Do you already use HACCP? Now you can make it digital and faster

If you work in primary production, processing or food logistics, HACCP and good hygiene practices are already part of your daily work.

So the real question is not whether you do it, but how you manage it: with paper records and scattered sheets, or with digital tools that simplify checks, clear dashboards and faster decisions?

In the following lines, we will review the key concepts of HACCP and take an in-depth look at how to make it digital in order to manage it more quickly and efficiently. Read on!

What is HACCP in 60 seconds

HACCP stands for Hazard Analysis and Critical Control Points. It is a preventive system for identifying, assessing and controlling hazards throughout the supply chain, from field to shelf.

It is not just a document to be presented at audits: it is an operational process with roles, limits, monitoring and records that guide daily decisions.

HACCP is based on 7 key principles that help prevent risks and structure controls:

1. Hazard analysis

Biological (microorganisms), chemical (residues) and physical (foreign bodies) risks are identified, assessing where they may occur, how likely they are to occur and how serious they are.

2. Critical control points (CCP)

The stages of the process in which to intervene to prevent or eliminate hazards are identified, such as pasteurisation, blast chilling or temperature control on receipt.

3. Critical limits

For each CCP, threshold values are defined that indicate whether or not the process is compliant (e.g. +4 °C for the cold chain or cooking times/temperatures).

4. Monitoring

The methods, frequency and responsibilities for measurements are established, specifying the tools, timescales and people involved.

5. Corrective actions

Decisions are made on what to do when a limit is exceeded: batch blocking, reworking, scrapping or cause analysis to correct and prevent.

6. Verification

Checks are carried out to ensure that the system is working: calibrations, sampling, internal audits and periodic tests.

7. Documentation

Records and supporting evidence (temperature charts, sanitisation checks, verification reports) are collected and archived so that evidence is always available in the event of an audit.

From the field to the warehouse: all actors involved in HACCP

HACCP and good hygiene practices affect the entire chain.

Primary production

Livestock farms, agricultural farms, aquaculture.

Here, the focus is on hygiene, water, feed and treatments, together with the control of environmental contamination and the correct management of collection and transport to the first point of reception.

Processing

Factories that cook, grind and package.

This is where many CCPs (cooking, cooling, metal detectors, protective atmosphere) and PRPs, or Prerequisite Programmes, are concentrated, i.e. the basic good practices that support and make the entire HACCP system effective (hygiene, maintenance, sanitisation, etc.).

Logistics and storage

This concerns refrigerated warehouses, cross-docking and transport activities, where the central issue is to guarantee the cold chain.

The integrity of packages, cleanliness and zoning are also important here, as well as the correct management of allergens, batches and traceability.

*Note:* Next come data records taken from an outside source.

//! Incremental index driver.
//!
//! An [`Indexer`] consumes the log in global append order and hands each entry to its
//! [`Processor`], which turns it into key/value ops. The ops of every processed entry are
//! committed in the same atomic batch as the advanced checkpoint, so a crash or a failing entry
//! never leaves the checkpoint past an entry whose ops were not written.

use std::sync::Arc;

use async_trait::async_trait;
use serde::{Deserialize, Serialize};
use tokio::sync::Mutex;
use tokio::task::JoinHandle;

use crate::error::{Error, Result};
use crate::kv::{KvOp, KvStore, SubKv};
use crate::log::{Entry, Log};

const CHECKPOINT_KEY: &str = "checkpoint";
const DATA: &str = "data";

/// Turns one log entry into index writes.
#[async_trait]
pub trait Processor: Send + Sync {
    fn name(&self) -> &'static str;

    /// Push the ops for `entry` onto `ops`. Entries the index does not care about push nothing.
    async fn process(&self, entry: &Entry, ops: &mut Vec<KvOp>) -> Result<()>;
}

#[derive(Clone, Copy, Debug, Default, PartialEq, Eq, Serialize, Deserialize)]
struct Checkpoint {
    position: u64,
}

#[derive(Default)]
struct DriverState {
    halted: Option<String>,
}

pub struct Indexer<L, P> {
    log: Arc<L>,
    processor: P,
    namespace: SubKv,
    data: SubKv,
    batch_size: usize,
    state: Mutex<DriverState>,
}

impl<L, P> Indexer<L, P>
where
    L: Log + 'static,
    P: Processor,
{
    /// `namespace` is owned exclusively by this indexer.
    pub fn new(log: Arc<L>, processor: P, namespace: SubKv, batch_size: usize) -> Self {
        let data = namespace.sub(DATA);
        Self {
            log,
            processor,
            namespace,
            data,
            batch_size: batch_size.max(1),
            state: Mutex::new(DriverState::default()),
        }
    }

    pub fn name(&self) -> &'static str {
        self.processor.name()
    }

    pub fn processor(&self) -> &P {
        &self.processor
    }

    /// Read-only view of the index rows.
    pub fn data(&self) -> &SubKv {
        &self.data
    }

    /// Log position up to which entries have been applied.
    pub async fn checkpoint(&self) -> Result<u64> {
        match self.namespace.get(CHECKPOINT_KEY).await? {
            None => Ok(0),
            Some(raw) => serde_json::from_slice::<Checkpoint>(&raw)
                .map(|c| c.position)
                .map_err(|e| {
                    Error::IndexCorrupted(format!("{} checkpoint: {e}", self.name()))
                }),
        }
    }

    /// Catch up with every entry the log held when this call started.
    pub async fn ready(&self) -> Result<()> {
        let mut state = self.state.lock().await;
        if let Some(reason) = &state.halted {
            return Err(Error::IndexUnavailable(format!(
                "{} index halted: {reason}",
                self.name()
            )));
        }

        let target = self.log.position()?;
        let mut position = self.checkpoint().await?;
        if position >= target {
            return Ok(());
        }
        tracing::debug!(index = self.name(), from = position, to = target, "catching up");

        while position < target {
            let limit = self.batch_size.min((target - position) as usize);
            let page = self.log.entries(position, limit).await?;
            if page.is_empty() {
                break;
            }

            let mut ops = Vec::new();
            let mut failure = None;
            let mut applied = position;
            for entry in &page {
                let mut entry_ops = Vec::new();
                if let Err(err) = self.processor.process(entry, &mut entry_ops).await {
                    failure = Some(err);
                    break;
                }
                ops.extend(entry_ops.into_iter().map(into_data_op));
                applied += 1;
            }

            if applied > position {
                ops.push(checkpoint_op(applied)?);
                self.namespace.batch(ops).await?;
                position = applied;
            }

            if let Some(err) = failure {
                tracing::warn!(
                    index = self.name(),
                    position,
                    error = %err,
                    "indexing halted"
                );
                state.halted = Some(err.to_string());
                return Err(err);
            }
        }
        Ok(())
    }

    /// Clear a halt so the next [`Indexer::ready`] retries the failing entry.
    pub async fn resume(&self) {
        self.state.lock().await.halted = None;
    }

    pub async fn is_halted(&self) -> bool {
        self.state.lock().await.halted.is_some()
    }
}

fn into_data_op(op: KvOp) -> KvOp {
    match op {
        KvOp::Put { key, value } => KvOp::Put {
            key: format!("!{DATA}!{key}"),
            value,
        },
        KvOp::Del { key } => KvOp::Del {
            key: format!("!{DATA}!{key}"),
        },
    }
}

fn checkpoint_op(position: u64) -> Result<KvOp> {
    let raw = serde_json::to_vec(&Checkpoint { position })
        .map_err(|e| Error::Storage(e.to_string()))?;
    Ok(KvOp::put(CHECKPOINT_KEY, raw))
}

/// Follow the log in the background, catching up after every append.
///
/// The task ends when the indexer halts or the log is dropped.
pub fn spawn<L, P>(indexer: Arc<Indexer<L, P>>) -> JoinHandle<()>
where
    L: Log + 'static,
    P: Processor + 'static,
{
    let mut changes = indexer.log.subscribe();
    tokio::spawn(async move {
        loop {
            if let Err(err) = indexer.ready().await {
                tracing::warn!(index = indexer.name(), error = %err, "background indexer stopped");
                return;
            }
            if changes.changed().await.is_err() {
                return;
            }
        }
    })
}

#[cfg(test)]
mod tests {
    use std::sync::atomic::{AtomicUsize, Ordering};

    use super::*;
    use crate::element::Element;
    use crate::kv::{KeyRange, MemoryKv};
    use crate::log::MemoryLog;

    struct KeyCounter {
        fail_on: Option<String>,
        calls: AtomicUsize,
    }

    #[async_trait]
    impl Processor for KeyCounter {
        fn name(&self) -> &'static str {
            "counter"
        }

        async fn process(&self, entry: &Entry, ops: &mut Vec<KvOp>) -> Result<()> {
            self.calls.fetch_add(1, Ordering::SeqCst);
            if self.fail_on.as_deref() == Some(entry.key.as_str()) {
                return Err(Error::Storage("boom".into()));
            }
            ops.push(KvOp::put(entry.key.clone(), entry.seq.to_string()));
            Ok(())
        }
    }

    fn indexer(
        log: Arc<MemoryLog>,
        kv: Arc<dyn KvStore>,
        fail_on: Option<&str>,
    ) -> Indexer<MemoryLog, KeyCounter> {
        Indexer::new(
            log,
            KeyCounter {
                fail_on: fail_on.map(String::from),
                calls: AtomicUsize::new(0),
            },
            SubKv::new(kv, "counter"),
            2,
        )
    }

    #[tokio::test]
    async fn catches_up_in_pages_and_persists_checkpoint() {
        let log = Arc::new(MemoryLog::new());
        let kv: Arc<dyn KvStore> = Arc::new(MemoryKv::new());
        for key in ["a", "b", "c", "d", "e"] {
            log.put(key, Element::changeset()).await.unwrap();
        }

        let idx = indexer(Arc::clone(&log), Arc::clone(&kv), None);
        idx.ready().await.unwrap();
        assert_eq!(idx.checkpoint().await.unwrap(), 5);
        assert_eq!(idx.data().scan(KeyRange::prefix("")).await.unwrap().len(), 5);

        // A fresh indexer over the same store resumes from the checkpoint.
        let again = indexer(Arc::clone(&log), Arc::clone(&kv), None);
        again.ready().await.unwrap();
        assert_eq!(again.processor().calls.load(Ordering::SeqCst), 0);

        log.put("f", Element::changeset()).await.unwrap();
        again.ready().await.unwrap();
        assert_eq!(again.processor().calls.load(Ordering::SeqCst), 1);
    }

    #[tokio::test]
    async fn failure_halts_without_skipping_the_entry() {
        let log = Arc::new(MemoryLog::new());
        let kv: Arc<dyn KvStore> = Arc::new(MemoryKv::new());
        for key in ["a", "bad", "c"] {
            log.put(key, Element::changeset()).await.unwrap();
        }

        let idx = indexer(Arc::clone(&log), Arc::clone(&kv), Some("bad"));
        assert!(matches!(idx.ready().await, Err(Error::Storage(_))));
        assert_eq!(idx.checkpoint().await.unwrap(), 1);
        assert!(idx.is_halted().await);
        assert!(matches!(
            idx.ready().await,
            Err(Error::IndexUnavailable(_))
        ));

        // A fixed processor picks up exactly where the failed one stopped.
        let fixed = indexer(Arc::clone(&log), Arc::clone(&kv), None);
        fixed.ready().await.unwrap();
        assert_eq!(fixed.processor().calls.load(Ordering::SeqCst), 2);
        assert_eq!(fixed.checkpoint().await.unwrap(), 3);
    }

    #[tokio::test]
    async fn corrupted_checkpoint_is_reported() {
        let log = Arc::new(MemoryLog::new());
        let kv: Arc<dyn KvStore> = Arc::new(MemoryKv::new());
        SubKv::new(Arc::clone(&kv), "counter")
            .put(CHECKPOINT_KEY, b"not json".to_vec())
            .await
            .unwrap();
        let idx = indexer(log, kv, None);
        let err = idx.checkpoint().await.unwrap_err();
        assert!(matches!(err, Error::IndexCorrupted(_)));
        assert!(!err.is_bad_input());
    }

    #[tokio::test]
    async fn background_task_follows_appends() {
        let log = Arc::new(MemoryLog::new());
        let kv: Arc<dyn KvStore> = Arc::new(MemoryKv::new());
        let idx = Arc::new(indexer(Arc::clone(&log), kv, None));
        let handle = spawn(Arc::clone(&idx));

        log.put("a", Element::changeset()).await.unwrap();
        for _ in 0..100 {
            if idx.checkpoint().await.unwrap() == 1 {
                break;
            }
            tokio::time::sleep(std::time::Duration::from_millis(5)).await;
        }
        assert_eq!(idx.checkpoint().await.unwrap(), 1);
        handle.abort();
    }
}
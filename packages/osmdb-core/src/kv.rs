//! Ordered key/value collaborator used to persist index state.

use std::collections::BTreeMap;
use std::sync::{Arc, RwLock};

use async_trait::async_trait;

use crate::error::{Error, Result};

#[derive(Clone, Debug, PartialEq, Eq)]
pub enum KvOp {
    Put { key: String, value: Vec<u8> },
    Del { key: String },
}

impl KvOp {
    pub fn put(key: impl Into<String>, value: impl Into<Vec<u8>>) -> Self {
        KvOp::Put {
            key: key.into(),
            value: value.into(),
        }
    }

    pub fn del(key: impl Into<String>) -> Self {
        KvOp::Del { key: key.into() }
    }

    pub fn key(&self) -> &str {
        match self {
            KvOp::Put { key, .. } | KvOp::Del { key } => key,
        }
    }
}

/// Half-open key range `[gte, lt)`; `lt = None` means unbounded.
#[derive(Clone, Debug, PartialEq, Eq)]
pub struct KeyRange {
    pub gte: String,
    pub lt: Option<String>,
}

impl KeyRange {
    pub fn new(gte: impl Into<String>, lt: impl Into<String>) -> Self {
        Self {
            gte: gte.into(),
            lt: Some(lt.into()),
        }
    }

    /// Every key starting with `prefix`.
    pub fn prefix(prefix: &str) -> Self {
        Self {
            gte: prefix.to_string(),
            lt: prefix_upper_bound(prefix),
        }
    }

    pub fn contains(&self, key: &str) -> bool {
        key >= self.gte.as_str() && self.lt.as_deref().map_or(true, |lt| key < lt)
    }
}

/// Smallest string greater than every string starting with `prefix`.
fn prefix_upper_bound(prefix: &str) -> Option<String> {
    let mut chars: Vec<char> = prefix.chars().collect();
    while let Some(last) = chars.pop() {
        if let Some(next) = char::from_u32(last as u32 + 1) {
            chars.push(next);
            return Some(chars.into_iter().collect());
        }
    }
    None
}

#[async_trait]
pub trait KvStore: Send + Sync {
    async fn get(&self, key: &str) -> Result<Option<Vec<u8>>>;

    /// Apply all ops atomically, in order.
    async fn batch(&self, ops: Vec<KvOp>) -> Result<()>;

    /// Rows in `range`, ascending by key.
    async fn scan(&self, range: KeyRange) -> Result<Vec<(String, Vec<u8>)>>;

    async fn put(&self, key: &str, value: Vec<u8>) -> Result<()> {
        self.batch(vec![KvOp::put(key, value)]).await
    }

    async fn del(&self, key: &str) -> Result<()> {
        self.batch(vec![KvOp::del(key)]).await
    }
}

#[async_trait]
impl<T: KvStore + ?Sized> KvStore for Arc<T> {
    async fn get(&self, key: &str) -> Result<Option<Vec<u8>>> {
        (**self).get(key).await
    }

    async fn batch(&self, ops: Vec<KvOp>) -> Result<()> {
        (**self).batch(ops).await
    }

    async fn scan(&self, range: KeyRange) -> Result<Vec<(String, Vec<u8>)>> {
        (**self).scan(range).await
    }
}

/// BTreeMap-backed store for tests and ephemeral indexes.
#[derive(Clone, Default)]
pub struct MemoryKv {
    rows: Arc<RwLock<BTreeMap<String, Vec<u8>>>>,
}

impl MemoryKv {
    pub fn new() -> Self {
        Self::default()
    }

    pub fn len(&self) -> usize {
        self.rows.read().map(|r| r.len()).unwrap_or(0)
    }

    pub fn is_empty(&self) -> bool {
        self.len() == 0
    }
}

#[async_trait]
impl KvStore for MemoryKv {
    async fn get(&self, key: &str) -> Result<Option<Vec<u8>>> {
        let rows = self
            .rows
            .read()
            .map_err(|_| Error::Storage("kv lock poisoned".into()))?;
        Ok(rows.get(key).cloned())
    }

    async fn batch(&self, ops: Vec<KvOp>) -> Result<()> {
        let mut rows = self
            .rows
            .write()
            .map_err(|_| Error::Storage("kv lock poisoned".into()))?;
        for op in ops {
            match op {
                KvOp::Put { key, value } => {
                    rows.insert(key, value);
                }
                KvOp::Del { key } => {
                    rows.remove(&key);
                }
            }
        }
        Ok(())
    }

    async fn scan(&self, range: KeyRange) -> Result<Vec<(String, Vec<u8>)>> {
        let rows = self
            .rows
            .read()
            .map_err(|_| Error::Storage("kv lock poisoned".into()))?;
        Ok(rows
            .range(range.gte.clone()..)
            .take_while(|(k, _)| range.lt.as_deref().map_or(true, |lt| k.as_str() < lt))
            .map(|(k, v)| (k.clone(), v.clone()))
            .collect())
    }
}

/// Namespaced view over another store: every key is stored as `!<name>!<key>`.
#[derive(Clone)]
pub struct SubKv {
    inner: Arc<dyn KvStore>,
    prefix: String,
}

impl SubKv {
    pub fn new(inner: Arc<dyn KvStore>, name: &str) -> Self {
        Self {
            inner,
            prefix: format!("!{name}!"),
        }
    }

    /// Nested namespace: `!<outer>!!<name>!<key>`.
    pub fn sub(&self, name: &str) -> Self {
        Self {
            inner: Arc::clone(&self.inner),
            prefix: format!("{}!{name}!", self.prefix),
        }
    }

    fn outer(&self, key: &str) -> String {
        format!("{}{key}", self.prefix)
    }
}

#[async_trait]
impl KvStore for SubKv {
    async fn get(&self, key: &str) -> Result<Option<Vec<u8>>> {
        self.inner.get(&self.outer(key)).await
    }

    async fn batch(&self, ops: Vec<KvOp>) -> Result<()> {
        let ops = ops
            .into_iter()
            .map(|op| match op {
                KvOp::Put { key, value } => KvOp::Put {
                    key: self.outer(&key),
                    value,
                },
                KvOp::Del { key } => KvOp::Del {
                    key: self.outer(&key),
                },
            })
            .collect();
        self.inner.batch(ops).await
    }

    async fn scan(&self, range: KeyRange) -> Result<Vec<(String, Vec<u8>)>> {
        let outer = KeyRange {
            gte: self.outer(&range.gte),
            lt: match range.lt {
                Some(lt) => Some(self.outer(&lt)),
                None => prefix_upper_bound(&self.prefix),
            },
        };
        let rows = self.inner.scan(outer).await?;
        Ok(rows
            .into_iter()
            .filter_map(|(k, v)| {
                k.strip_prefix(self.prefix.as_str())
                    .map(|inner| (inner.to_string(), v))
            })
            .collect())
    }
}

Each link has specific risks, but the goal is the same: to prevent the problem (not chase it downstream) and demonstrate this with data and records.

Why HACCP is much more than just a legal requirement

HACCP is not just a practice that must be complied with by law, but a tool that brings concrete and immediate benefits.

A well-implemented system reduces accidents and non-compliance, lowers the risk of recalls and waste, and improves overall product safety.

Orderly records and clear procedures speed up checks: audits become quicker and more manageable, without interruptions or surprises.

Investing in prevention also means protecting margins and reputation, because a safety issue always costs more than good preventive organisation.

HACCP also creates a common language between production, quality, maintenance and logistics, promoting collaboration and clarity of roles. In this way, it becomes a daily lever for working better, faster and with less risk throughout the supply chain.

Building a solid and verifiable HACCP: key steps to make it operational

It is not a matter of paperwork and stamps, but of processes that work every day.

a) PRP: the prerequisites that underpin everything

Before the HACCP plan, Prerequisite Programmes (PRPs) are needed. These are good hygiene and manufacturing practices (GHP/GMP) and basic activities that ensure a safe and controlled environment: cleaning and sanitisation, maintenance, pest control, training, supplier management, waste management, storage and transport, and instrument calibration.

Without solid PRPs, HACCP is fragile.

b) HACCP plan (the “map”)

Once the PRPs have been developed, the actual plan is constructed. The team defines the scope (processes and products covered), draws up a flow chart of the stages, analyses the hazards and chooses CCPs and limits. Monitoring and corrective action plans, verifications (sampling, internal audits) and validation of technical choices are then established, as well as defining where the data ends up and how it is stored. This allows the plan to be transformed from a document into an operational tool.

c) Training

People are the first ‘sensor’. In Italy, training is mandatory for those who handle food and is commensurate with their role, with periodic updates in accordance with applicable regulations. It must be planned, tracked and updated.

d) Audits and improvement

The system does not stop at the drafting of the plan. Periodic internal audits are needed to verify effectiveness and compliance, structured management of non-conformities (root causes, corrective and preventive actions, follow-up) and preparation for official controls, with documents and traceability always ready. This approach ensures that HACCP is alive, up to date and ready to respond to internal and external requests.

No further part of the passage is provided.